The general conservation project for the ethnographic collections was inspired by a study of the collections and a series of investigations on the state of the objects. To this end, it proved essential to construct temporary deposits within the museum, furnished with drawers, racks and shelves, according to precise conservation and safety criteria.
The compresence of different materials in the same artefact, as well as the different original contexts of the works, have necessitated an interdisciplinary approach to conservation on the part of the group of restorers, in close collaboration with the Directorate, the Ethnological Department, the Diagnostic Laboratory for Conservation and Restoration, the Conservator’s Office and other restoration laboratories in the Vatican Museums.
Through continual contact with historians, anthropologists, scientists and restorers a shared methodology was developed, essential both for routine maintenance procedures and extraordinary conservation activity; a delicate work in search of equilibrium, that involves carrying out critical procedures on objects produced using a great variety of materials of extra-European provenance: from the Qing dynasty diadem with gold and feather intarsia, to the ceremonial pirogue from the Solomon Islands, made of wood, resin and vegetable fibres, as well as important and rich collections of oriental lacquer.
Aware that the recovery of each of these items is of great value and meaning, both for the ethnic group from which they originate and for the international community as a whole, the restorers have adopted a new concept of ethnographic heritage, more attentive to the intangible values underlying the tangible reality of each work.
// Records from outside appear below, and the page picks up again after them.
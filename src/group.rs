//! Lane groups: named, isolated queue instances and their registry

use crate::config::{GroupConfig, LanePolicy, SubmitOptions};
use crate::envelope::{OutcomeHandle, SessionId};
use crate::error::{LaneError, Result};
use crate::event::{EventEmitter, EventStream, LaneEvent};
use crate::handler::Handler;
use crate::metrics::{LedgerSnapshot, MetricsLedger};
use crate::queue::{LaneStatus, LaneTable};
use crate::GroupStats;
use dashmap::DashMap;
use std::collections::HashMap;
use std::sync::Arc;
use std::time::Duration;
use tokio::sync::broadcast;

/// A named, independent collection of lanes
///
/// One group owns one lane table, one handler, one event channel, and one
/// metrics ledger. Unrelated subsystems (interactive chat vs. periodic
/// background jobs) should each get their own group so their queues stay
/// isolated.
pub struct LaneGroup {
    name: String,
    table: LaneTable,
}

impl LaneGroup {
    /// Start building a group
    pub fn builder(name: impl Into<String>) -> LaneGroupBuilder {
        LaneGroupBuilder::new(name)
    }

    /// The group's name
    pub fn name(&self) -> &str {
        &self.name
    }

    /// Submit work for a session with default options
    pub async fn submit(
        &self,
        session_id: &str,
        kind: &str,
        payload: serde_json::Value,
    ) -> Result<OutcomeHandle> {
        self.table.submit(session_id, kind, payload).await
    }

    /// Submit work with per-envelope overrides
    pub async fn submit_with(
        &self,
        session_id: &str,
        kind: &str,
        payload: serde_json::Value,
        options: SubmitOptions,
    ) -> Result<OutcomeHandle> {
        self.table
            .submit_with(session_id, kind, payload, options)
            .await
    }

    /// Submit work to a lane that allows `max_concurrent` overlapping envelopes
    ///
    /// Sugar for `submit_with` carrying a parallel policy; only effective
    /// when this submission creates the lane.
    pub async fn submit_parallel(
        &self,
        session_id: &str,
        kind: &str,
        payload: serde_json::Value,
        max_concurrent: usize,
    ) -> Result<OutcomeHandle> {
        self.table
            .submit_with(
                session_id,
                kind,
                payload,
                SubmitOptions::new().with_policy(LanePolicy::parallel(max_concurrent)),
            )
            .await
    }

    /// Status of one lane, if it exists
    pub async fn lane_status(&self, session_id: &str) -> Option<LaneStatus> {
        self.table.lane_status(session_id).await
    }

    /// Status of every lane
    pub async fn all_statuses(&self) -> HashMap<SessionId, LaneStatus> {
        self.table.all_statuses().await
    }

    /// Aggregated status across all lanes
    pub async fn stats(&self) -> GroupStats {
        let lanes = self.table.all_statuses().await;
        let mut total_pending = 0;
        let mut total_active = 0;
        for status in lanes.values() {
            total_pending += status.pending;
            total_active += status.active;
        }
        GroupStats {
            total_pending,
            total_active,
            lanes,
        }
    }

    /// Reject every pending envelope in a session's lane
    pub async fn clear_lane(&self, session_id: &str, reason: &str) -> Result<usize> {
        self.table.clear_lane(session_id, reason).await
    }

    /// Clear a session's lane and delete it
    pub async fn remove_lane(&self, session_id: &str) -> Result<usize> {
        self.table.remove_lane(session_id).await
    }

    /// Remove lanes idle for at least `max_idle`; explicit call only
    pub async fn sweep_idle(&self, max_idle: Duration) -> Vec<SessionId> {
        self.table.sweep_idle(max_idle).await
    }

    /// Metrics ledger snapshot
    pub async fn metrics(&self) -> LedgerSnapshot {
        self.table.ledger().snapshot().await
    }

    /// Zero the metrics ledger
    pub async fn reset_metrics(&self) {
        self.table.ledger().reset().await
    }

    /// Subscribe to lifecycle events
    pub fn subscribe(&self) -> broadcast::Receiver<LaneEvent> {
        self.table.events().subscribe()
    }

    /// Subscribe to filtered lifecycle events as a `Stream`
    pub fn subscribe_filtered(
        &self,
        filter: impl Fn(&LaneEvent) -> bool + Send + Sync + 'static,
    ) -> EventStream {
        self.table.events().subscribe_filtered(filter)
    }

    /// Subscribe to all lifecycle events as a `Stream`
    pub fn subscribe_stream(&self) -> EventStream {
        self.table.events().subscribe_stream()
    }

    /// Clear every lane and stop accepting new envelopes
    ///
    /// Does not wait for in-flight work; follow up with [`LaneGroup::drain`]
    /// for a graceful stop.
    pub async fn shutdown(&self, reason: &str) -> usize {
        self.table.shutdown(reason).await
    }

    /// Wait until every lane reports zero pending and zero active
    pub async fn drain(&self, timeout: Duration) -> Result<()> {
        self.table.drain(timeout).await
    }

    /// True once `shutdown` has run
    pub fn is_shutting_down(&self) -> bool {
        self.table.is_shutting_down()
    }
}

/// Builder for [`LaneGroup`]
pub struct LaneGroupBuilder {
    name: String,
    config: GroupConfig,
    handler: Option<Arc<dyn Handler>>,
}

impl LaneGroupBuilder {
    /// Create a builder for a group with the given name
    pub fn new(name: impl Into<String>) -> Self {
        Self {
            name: name.into(),
            config: GroupConfig::default(),
            handler: None,
        }
    }

    /// Set the handler (required)
    pub fn with_handler(mut self, handler: impl Handler + 'static) -> Self {
        self.handler = Some(Arc::new(handler));
        self
    }

    /// Set the handler from an existing `Arc`
    pub fn with_handler_arc(mut self, handler: Arc<dyn Handler>) -> Self {
        self.handler = Some(handler);
        self
    }

    /// Replace the whole configuration
    pub fn with_config(mut self, config: GroupConfig) -> Self {
        self.config = config;
        self
    }

    /// Set the lane limit
    pub fn with_max_lanes(mut self, max_lanes: usize) -> Self {
        self.config.max_lanes = max_lanes;
        self
    }

    /// Set the default envelope timeout
    pub fn with_default_timeout(mut self, timeout: Duration) -> Self {
        self.config.default_timeout = timeout;
        self
    }

    /// Set the event channel capacity
    pub fn with_event_capacity(mut self, capacity: usize) -> Self {
        self.config.event_capacity = capacity;
        self
    }

    /// Build the group
    pub fn build(self) -> Result<LaneGroup> {
        self.config.validate()?;
        let handler = self
            .handler
            .ok_or_else(|| LaneError::Config("lane group requires a handler".to_string()))?;
        let events = EventEmitter::new(self.config.event_capacity);
        let ledger = Arc::new(MetricsLedger::new());
        let table = LaneTable::new(self.config, handler, events, ledger);
        Ok(LaneGroup {
            name: self.name,
            table,
        })
    }
}

/// Registry mapping group names to groups
///
/// Lets a host process hand isolated queues to unrelated subsystems while
/// keeping one place to shut them all down.
#[derive(Default)]
pub struct GroupRegistry {
    groups: DashMap<String, Arc<LaneGroup>>,
}

impl GroupRegistry {
    /// Create an empty registry
    pub fn new() -> Self {
        Self::default()
    }

    /// Register a group under its own name, replacing any previous entry
    pub fn register(&self, group: LaneGroup) -> Arc<LaneGroup> {
        let group = Arc::new(group);
        self.groups
            .insert(group.name().to_string(), Arc::clone(&group));
        group
    }

    /// Look up a group by name
    pub fn get(&self, name: &str) -> Option<Arc<LaneGroup>> {
        self.groups.get(name).map(|entry| Arc::clone(entry.value()))
    }

    /// Remove a group from the registry
    ///
    /// Does not shut the group down; existing `Arc`s keep working.
    pub fn remove(&self, name: &str) -> Option<Arc<LaneGroup>> {
        self.groups.remove(name).map(|(_, group)| group)
    }

    /// Names of all registered groups
    pub fn names(&self) -> Vec<String> {
        self.groups.iter().map(|e| e.key().clone()).collect()
    }

    /// Number of registered groups
    pub fn len(&self) -> usize {
        self.groups.len()
    }

    /// True when no groups are registered
    pub fn is_empty(&self) -> bool {
        self.groups.is_empty()
    }

    /// Shut down every registered group; returns total rejected envelopes
    pub async fn shutdown_all(&self, reason: &str) -> usize {
        let groups: Vec<Arc<LaneGroup>> = self
            .groups
            .iter()
            .map(|e| Arc::clone(e.value()))
            .collect();
        let mut total = 0;
        for group in groups {
            total += group.shutdown(reason).await;
        }
        total
    }
}

#[cfg(test)]
mod tests {
    use super::*;
    use crate::envelope::Envelope;
    use crate::handler::FnHandler;

    fn echo_group(name: &str) -> LaneGroup {
        LaneGroup::builder(name)
            .with_handler(FnHandler::new(
                |_session: String, envelope: Envelope| async move { Ok(envelope.payload) },
            ))
            .build()
            .unwrap()
    }

    #[tokio::test]
    async fn test_builder_requires_handler() {
        let result = LaneGroup::builder("chat").build();
        assert!(matches!(result, Err(LaneError::Config(_))));
    }

    #[tokio::test]
    async fn test_builder_rejects_invalid_config() {
        let result = LaneGroup::builder("chat")
            .with_handler(FnHandler::new(
                |_session: String, envelope: Envelope| async move { Ok(envelope.payload) },
            ))
            .with_max_lanes(0)
            .build();
        assert!(matches!(result, Err(LaneError::Config(_))));
    }

    #[tokio::test]
    async fn test_group_submit_round_trip() {
        let group = echo_group("chat");
        assert_eq!(group.name(), "chat");

        let handle = group
            .submit("session-1", "echo", serde_json::json!({"text": "hi"}))
            .await
            .unwrap();
        let result = tokio::time::timeout(Duration::from_secs(2), handle.wait())
            .await
            .unwrap()
            .unwrap();
        assert_eq!(result["text"], "hi");
    }

    #[tokio::test]
    async fn test_group_stats_aggregates_lanes() {
        let group = echo_group("chat");

        for session in ["a", "b", "c"] {
            let handle = group
                .submit(session, "echo", serde_json::json!({}))
                .await
                .unwrap();
            handle.wait().await.unwrap();
        }
        group.drain(Duration::from_secs(2)).await.unwrap();

        let stats = group.stats().await;
        assert_eq!(stats.total_pending, 0);
        assert_eq!(stats.total_active, 0);
        assert_eq!(stats.lanes.len(), 3);
    }

    #[tokio::test]
    async fn test_group_metrics_and_reset() {
        let group = echo_group("chat");

        let handle = group
            .submit("session-1", "echo", serde_json::json!({}))
            .await
            .unwrap();
        handle.wait().await.unwrap();
        group.drain(Duration::from_secs(2)).await.unwrap();

        let snapshot = group.metrics().await;
        assert_eq!(snapshot.submitted, 1);
        assert_eq!(snapshot.completed, 1);

        group.reset_metrics().await;
        let snapshot = group.metrics().await;
        assert_eq!(snapshot.submitted, 0);
    }

    #[tokio::test]
    async fn test_submit_parallel_creates_parallel_lane() {
        let group = echo_group("background");

        let handle = group
            .submit_parallel("session-1", "job", serde_json::json!({}), 4)
            .await
            .unwrap();
        handle.wait().await.unwrap();

        let status = group.lane_status("session-1").await.unwrap();
        assert_eq!(status.policy, LanePolicy::parallel(4));
    }

    #[tokio::test]
    async fn test_groups_are_isolated() {
        let chat = echo_group("chat");
        let jobs = echo_group("jobs");

        let handle = chat
            .submit("session-1", "echo", serde_json::json!({}))
            .await
            .unwrap();
        handle.wait().await.unwrap();
        chat.drain(Duration::from_secs(2)).await.unwrap();

        // Same session id in another group is a different lane.
        assert!(chat.lane_status("session-1").await.is_some());
        assert!(jobs.lane_status("session-1").await.is_none());
        assert_eq!(jobs.metrics().await.submitted, 0);
    }

    #[tokio::test]
    async fn test_registry_register_get_remove() {
        let registry = GroupRegistry::new();
        assert!(registry.is_empty());

        registry.register(echo_group("chat"));
        registry.register(echo_group("jobs"));
        assert_eq!(registry.len(), 2);

        let chat = registry.get("chat").unwrap();
        assert_eq!(chat.name(), "chat");
        assert!(registry.get("missing").is_none());

        let mut names = registry.names();
        names.sort();
        assert_eq!(names, vec!["chat".to_string(), "jobs".to_string()]);

        let removed = registry.remove("chat").unwrap();
        assert_eq!(removed.name(), "chat");
        assert_eq!(registry.len(), 1);
    }

    #[tokio::test]
    async fn test_registry_shutdown_all() {
        let registry = GroupRegistry::new();
        let chat = registry.register(echo_group("chat"));
        let jobs = registry.register(echo_group("jobs"));

        registry.shutdown_all("host stopping").await;

        assert!(chat.is_shutting_down());
        assert!(jobs.is_shutting_down());
        assert!(matches!(
            chat.submit("s", "k", serde_json::json!({})).await,
            Err(LaneError::ShutdownInProgress)
        ));
    }
}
Along with the study of the original cultural context of these items, the Laboratory pays particular attention to an especially critical aspect with regard to their conservation: the interaction between the different materials that constitute each item. Indeed, the properties and behaviour of the materials in the complex interactions and processes of degenerative transformation that take place in a work necessitate continual monitoring of physical, organic and inorganic changes in the constitutive materials, revealing the special multi-material nature of the majority of works of ethnological interest.